Get rid of the driver and the car stays king

LA City Highways

The motor vehicle is one of the key features of modern affluence along with such things as plumbing, electricity, universal education and modern health care. It gave us mobility and independence, and allowed us to move from the slums to the suburbs.

It has various shortcomings as we all know. Driving is stressful and dangerous, with millions killed and disabled every year. And when there is insufficient investment in freeways and public transit, it can eat up a lot of our time.

However, as with other challenges thrown up by our material existence, we can expect human ingenuity to come to the rescue. In this case the solution is the driverless vehicle which require the traveler to do no more than specify their destination. Much of the technology has already been developed and prototype vehicles are well advanced.

This is the gist of it. The car knows the route it has to take as well as its own coordinates as it navigates itself to the destination. This could be achieved with a GPS system although it would work better if there were a traffic management system adjusting vehicle routes on the basis of changing traffic conditions. This information could perhaps be provided by sensors in the roads. Through its own sensors the car is aware of its surroundings, in particular the speed of other vehicles, the presence of obstructions and upcoming bends in the road. It also knows its own speed and whether it is veering off course. It has on board equipment which can instantly convert this knowledge of its surroundings and its own behavior into the appropriate adjustment of steering, brake and throttle.

With no scope for human error, accidents will be rare. Traffic jams will also be rare, so our trips will be quicker and more predictable. There will not be the physical obstructions from accidents nor the slow reaction time of drivers which prevents heavy traffic from running smoothly and in unison like carriages on a train. (Read about the mathematics of traffic jams here.) Traffic will be automatically diverted away from areas of potential congestion. There will still be the occasional breakdowns but these would be infrequent because of the increasing reliability of vehicles.

Freed from the stressful task of driving, we will be able to employ our time usefully while enjoying privacy, comfort and personal security which is not possible with public transit. We can read, teleconference, watch TV or video, draft an email, nurse a baby or sleep. Children and the infirm will be able to travel independently as will the inebriated or sedated.
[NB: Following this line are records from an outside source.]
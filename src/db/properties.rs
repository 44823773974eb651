use crate::db::connection::Database;
use crate::domain::{Property, PropertyId, PropertyType};
use crate::errors::ServerError;
use crate::search::PropertyStore;
use chrono::Utc;
use rusqlite::{params, Connection, OptionalExtension, Row};
use tracing::info;

const SELECT_COLUMNS: &str = r#"
    SELECT id, title, location, type, bedrooms, bathrooms, area, price,
           description, features, images
    FROM properties
"#;

/// Raw column values; converted to a `Property` outside the row callback
/// so JSON and enum decoding errors surface as `ServerError`.
struct PropertyRow {
    id: String,
    title: String,
    location: String,
    property_type: String,
    bedrooms: u32,
    bathrooms: u32,
    area: String,
    price: String,
    description: String,
    features: String,
    images: String,
}

impl PropertyRow {
    fn from_row(row: &Row<'_>) -> rusqlite::Result<Self> {
        Ok(Self {
            id: row.get(0)?,
            title: row.get(1)?,
            location: row.get(2)?,
            property_type: row.get(3)?,
            bedrooms: row.get(4)?,
            bathrooms: row.get(5)?,
            area: row.get(6)?,
            price: row.get(7)?,
            description: row.get(8)?,
            features: row.get(9)?,
            images: row.get(10)?,
        })
    }

    fn into_property(self) -> Result<Property, ServerError> {
        let id = PropertyId::parse(&self.id)
            .ok_or_else(|| ServerError::DbError("property row with blank id".into()))?;
        let property_type = self
            .property_type
            .parse::<PropertyType>()
            .map_err(ServerError::DbError)?;

        Ok(Property {
            id,
            title: self.title,
            location: self.location,
            property_type,
            bedrooms: self.bedrooms,
            bathrooms: self.bathrooms,
            area: self.area,
            price: self.price,
            description: self.description,
            features: serde_json::from_str(&self.features)?,
            images: serde_json::from_str(&self.images)?,
        })
    }
}

pub fn count_properties(conn: &Connection) -> Result<usize, ServerError> {
    let n: i64 = conn.query_row("SELECT COUNT(*) FROM properties", [], |r| r.get(0))?;
    Ok(n as usize)
}

/// All listings in insertion order.
pub fn list_properties(conn: &Connection) -> Result<Vec<Property>, ServerError> {
    let mut stmt = conn.prepare(&format!("{SELECT_COLUMNS} ORDER BY rowid"))?;
    let rows = stmt.query_map([], PropertyRow::from_row)?;

    let mut out = Vec::new();
    for row in rows {
        out.push(row?.into_property()?);
    }
    Ok(out)
}

pub fn get_property(conn: &Connection, id: &PropertyId) -> Result<Option<Property>, ServerError> {
    let row = conn
        .query_row(
            &format!("{SELECT_COLUMNS} WHERE id = ?1"),
            params![id.as_str()],
            PropertyRow::from_row,
        )
        .optional()?;

    row.map(PropertyRow::into_property).transpose()
}

fn insert_property(tx: &Connection, prop: &Property, now: i64) -> Result<(), ServerError> {
    tx.execute(
        r#"
        INSERT INTO properties (
            id, title, location, type, bedrooms, bathrooms, area, price,
            description, features, images, created_at
        ) VALUES (?1, ?2, ?3, ?4, ?5, ?6, ?7, ?8, ?9, ?10, ?11, ?12)
        "#,
        params![
            prop.id.as_str(),
            &prop.title,
            &prop.location,
            prop.property_type.as_str(),
            prop.bedrooms,
            prop.bathrooms,
            &prop.area,
            &prop.price,
            &prop.description,
            serde_json::to_string(&prop.features)?,
            serde_json::to_string(&prop.images)?,
            now,
        ],
    )?;
    Ok(())
}

/// Batch load: existing listings are removed and `properties` inserted in
/// one transaction. Returns the number of rows written.
pub fn replace_all_properties(db: &Database, properties: &[Property]) -> Result<usize, ServerError> {
    let now = Utc::now().timestamp();

    let written = db.with_conn(|conn| {
        let tx = conn.transaction()?;
        tx.execute("DELETE FROM properties", [])?;
        for prop in properties {
            insert_property(&tx, prop, now)?;
        }
        tx.commit()?;
        Ok(properties.len())
    })?;

    info!(count = written, "seeded properties");
    Ok(written)
}

impl PropertyStore for Database {
    fn count(&self) -> Result<usize, ServerError> {
        self.with_conn(|conn| count_properties(conn))
    }

    fn list(&self) -> Result<Vec<Property>, ServerError> {
        self.with_conn(|conn| list_properties(conn))
    }

    fn get(&self, id: &PropertyId) -> Result<Option<Property>, ServerError> {
        self.with_conn(|conn| get_property(conn, id))
    }
}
When we get to the destination the car will drop us off and then find its own parking spot.

Such a major change could take decades to happen so we still need to do a lot to make driving quicker and safer in the meantime. More freeways and complementary public transit are part of the solution, of course. But so are a range of new technologies including ones that will eventually be components of the driverless system.

Traffic can be better managed with real time knowledge of the number of vehicles and their speed, and perhaps with information from vehicles about where they are going. Drivers can receive information about hold ups on their routes and perhaps even advise on the best route to take given traffic conditions.

We can expect cars to get a lot smarter. In luxury cars we are already seeing features such as adaptive cruise control which adjusts its speed to the vehicle in front, on board cameras that can read speed signs, a light that warns you if there is a vehicle in your blind-spot and a detection system that corrects for any instability.

So by the time we are ready to go driverless much of the technology will already be in place.

Whether vehicles remain privately owned or assigned, or tend to become driverless taxis is an interesting question. The taxi option would allow users to pool the fixed costs of the vehicle. And in the absence of drivers, the only extra costs specific to a taxi system are dead travel time between clients, and the booking system. The latter is just a bit of IT while the dead travel time may not be much greater than that avoided by not having to do as much parking as private vehicles. Private possession of a vehicle would be important if you found the expected waiting time or the slight risk of a long delay unacceptable. And the more you travel the less the benefit from sharing fixed costs with others.

The transport revolution will not stop there of course. Highways in the sky make a lot of sense given that they cost nothing to “build”. We just have to develop the vehicles.

Something else we will see is the replacement of elevators in buildings by chutes that allow you to travel horizontally as well as vertically. Your vehicle will dock when you get on or off so that others can overtake you. The integration of inside and outside modes of transport will be an obvious way to go. You could, for example, travel directly and seamlessly from from your 50th story apartment to your dentist’s surgery on the 10th floor of a building on the other side of town.

These innovations will deliver major improvements in our material standard of living. Of course they are very much at odds with what the hair shirt brigade have in mind. They want us to “save the planet” by relying on more primitive ways of getting around such as public transit, push bike and shanks pony, and by avoiding “unnecessary” travel. Cycling and walking seem more like recreation than a good way of getting from A to B. I agree there is a lot of travel that should be made unnecessary, at least for humans. Grocery shopping comes to mind here. With driverless vehicles, home delivery of goods ordered by computer will be quite cheap.